What is GA4 Google Analytics?

The Google Analytics we know and love is an online tool to help you understand what visitors are doing when browsing your website or mobile app. The analytics data allows you to track website traffic and the customer journey to understand how well your site performs. GA4 is quite different from Google’s current Universal Analytics (UA), with a new interface and new features, including data modelling powered by machine learning.

GA4 offers more out-of-the-box functionality. Where UA only tracked page views by default, GA4 has automatic data collection features such as page scroll, file downloads, and video engagement. To get these same features in UA, you would need to use Google Tag Manager and know how to set up event tracking.

When did Google Analytics 4 come out?

Google Analytics 4 (GA4) was launched in October 2020. This new Google analytics platform is now the default option for new and existing GA accounts, alongside Universal Analytics. You can still set up and use a classic analytics account - and don’t worry, UA is likely to continue for some time.

I’ve heard Google Analytics 4 doesn’t have views…

Google understands that a data model based on page views and URLs doesn’t work for mobile apps. That is why GA4 is an entirely new approach to data based on ‘events’ rather than website pages. GA4 is a lot more customisable and allows you to create and track custom events relevant to your business. For example, you can create your own ecommerce events to track and analyse the user journey and how it influences sales.

The analysis hub, which is the new GA4 reporting window, includes new AI-driven features that were previously only available on the Google Marketing Platform: automated insights and predictive metrics. These tools can highlight significant trends from automatically collected events. Predictive metrics show your predicted conversion and churn data, which you can use to create audiences for improved digital marketing results.

How else does GA4 differ from Universal Analytics?

The most significant advance with GA4 over UA is the ability to track site visitors on websites and mobile apps simultaneously. Before GA4, it was difficult to combine web and app data meaningfully, but now they can both be managed on the same platform. Google Analytics 4 supports iOS, Android, and Javascript, allowing you to send multiple data streams into a single GA4 account. New cross-domain tracking will enable you to unify data from various platforms and sites.

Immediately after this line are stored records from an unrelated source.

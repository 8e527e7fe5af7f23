//! Mechanical exit rules.

use rust_decimal::Decimal;
use serde::Serialize;

/// Exit rule evaluation.
#[derive(Debug, Clone, Copy, PartialEq, Eq, Serialize)]
#[serde(tag = "signal", rename_all = "snake_case")]
pub enum ExitSignal {
    /// Keep the position.
    Hold {
        /// Return since entry as a fraction.
        return_pct: Decimal,
    },
    /// Profit is at least 80% of the target; tighten the stop.
    NearTarget {
        /// Return since entry as a fraction.
        return_pct: Decimal,
    },
    /// Close the position.
    Exit {
        /// Return since entry as a fraction.
        return_pct: Decimal,
    },
}

impl ExitSignal {
    /// Whether the position should be closed now.
    #[must_use]
    pub const fn should_exit(&self) -> bool {
        matches!(self, Self::Exit { .. })
    }

    /// Return since entry as a fraction.
    #[must_use]
    pub const fn return_pct(&self) -> Decimal {
        match self {
            Self::Hold { return_pct } | Self::NearTarget { return_pct } | Self::Exit { return_pct } => {
                *return_pct
            }
        }
    }
}

fn return_pct(entry_price: Decimal, current_price: Decimal) -> Decimal {
    if entry_price <= Decimal::ZERO {
        return Decimal::ZERO;
    }
    (current_price - entry_price) / entry_price
}

/// Exit once the loss reaches `stop_loss_pct` (a positive fraction).
#[must_use]
pub fn check_stop_loss(
    entry_price: Decimal,
    current_price: Decimal,
    stop_loss_pct: Decimal,
) -> ExitSignal {
    let return_pct = return_pct(entry_price, current_price);
    if return_pct <= -stop_loss_pct {
        ExitSignal::Exit { return_pct }
    } else {
        ExitSignal::Hold { return_pct }
    }
}

/// Exit once the profit reaches `target_pct`; flag 80% of it as near.
#[must_use]
pub fn check_take_profit(
    entry_price: Decimal,
    current_price: Decimal,
    target_pct: Decimal,
) -> ExitSignal {
    let return_pct = return_pct(entry_price, current_price);
    if return_pct >= target_pct {
        ExitSignal::Exit { return_pct }
    } else if return_pct >= target_pct * Decimal::new(8, 1) {
        ExitSignal::NearTarget { return_pct }
    } else {
        ExitSignal::Hold { return_pct }
    }
}

#[cfg(test)]
mod tests {
    use rust_decimal_macros::dec;
    use test_case::test_case;

    use super::*;

    #[test_case(dec!(100), dec!(98), true ; "at stop")]
    #[test_case(dec!(100), dec!(97.5), true ; "past stop")]
    #[test_case(dec!(100), dec!(98.5), false ; "within range")]
    #[test_case(dec!(100), dec!(110), false ; "in profit")]
    fn test_stop_loss(entry: Decimal, current: Decimal, exit: bool) {
        assert_eq!(check_stop_loss(entry, current, dec!(0.02)).should_exit(), exit);
    }

    #[test]
    fn test_take_profit_bands() {
        let target = dec!(0.05);
        assert!(matches!(
            check_take_profit(dec!(200), dec!(210), target),
            ExitSignal::Exit { .. }
        ));
        assert_eq!(
            check_take_profit(dec!(200), dec!(208.5), target),
            ExitSignal::NearTarget {
                return_pct: dec!(0.0425)
            }
        );
        assert!(matches!(
            check_take_profit(dec!(200), dec!(205), target),
            ExitSignal::Hold { .. }
        ));
    }

    #[test]
    fn test_zero_entry_price_holds() {
        let signal = check_stop_loss(Decimal::ZERO, dec!(10), dec!(0.02));
        assert_eq!(signal.return_pct(), Decimal::ZERO);
        assert!(!signal.should_exit());
    }
}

Another key difference is that GA4 comes with enhanced measurement events, including ‘elapsed time,’ which analyses event data to see how much time users spend viewing a video or filling out a form.

Should I switch to Google Analytics 4?

You can make the switch anytime and even run both GA4 and UA accounts side by side. Even if you don’t immediately switch to Google Analytics 4, it’s worth adding a global site tag into GA4 so you’ll have as much historical data to look back on as possible.

The customisable features within Google Analytics 4 make it a powerful tool, but one that requires more planning and setup from the user. Unlike universal analytics reports, Google Analytics 4 also needs more input from you to get the most of its reporting features. For many marketers, the benefits of a single unified data set for web and mobile will be a compelling reason to switch to GA4.

Can I stay on Universal Analytics for now?

Yes, you can. Google says there is still plenty of time to get used to GA4, before it becomes the only option for all new accounts. Even after it rolls out, you will still have access to user data in your previous GA accounts.

Eventually, GA4 will become the standard, so it’s worth getting familiar with the new interface sooner rather than later. It’s important to note that Universal Analytics data cannot be migrated into GA4 - so, the sooner you get GA4 set up and collecting its own data, the better.